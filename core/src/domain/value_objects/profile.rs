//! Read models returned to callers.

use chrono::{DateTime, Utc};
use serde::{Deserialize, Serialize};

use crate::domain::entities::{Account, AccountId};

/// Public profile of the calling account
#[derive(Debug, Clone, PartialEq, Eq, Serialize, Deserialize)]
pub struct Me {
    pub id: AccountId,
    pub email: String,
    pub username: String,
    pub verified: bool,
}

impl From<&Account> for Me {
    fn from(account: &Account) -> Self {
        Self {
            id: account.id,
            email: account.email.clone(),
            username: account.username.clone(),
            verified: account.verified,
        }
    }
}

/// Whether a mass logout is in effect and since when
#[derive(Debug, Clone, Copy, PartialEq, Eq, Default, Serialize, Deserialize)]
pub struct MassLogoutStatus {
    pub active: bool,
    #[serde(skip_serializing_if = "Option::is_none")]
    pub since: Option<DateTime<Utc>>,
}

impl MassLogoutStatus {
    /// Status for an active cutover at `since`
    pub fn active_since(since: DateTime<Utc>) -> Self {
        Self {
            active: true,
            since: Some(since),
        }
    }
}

- - - - -

#### Assignment
Look through the entries above and find each line where the word "Deserialize" occurs; copy those lines.

#### Result
use serde::{Deserialize, Serialize};
#[derive(Debug, Clone, PartialEq, Eq, Serialize, Deserialize)]
#[derive(Debug, Clone, Copy, PartialEq, Eq, Default, Serialize, Deserialize)]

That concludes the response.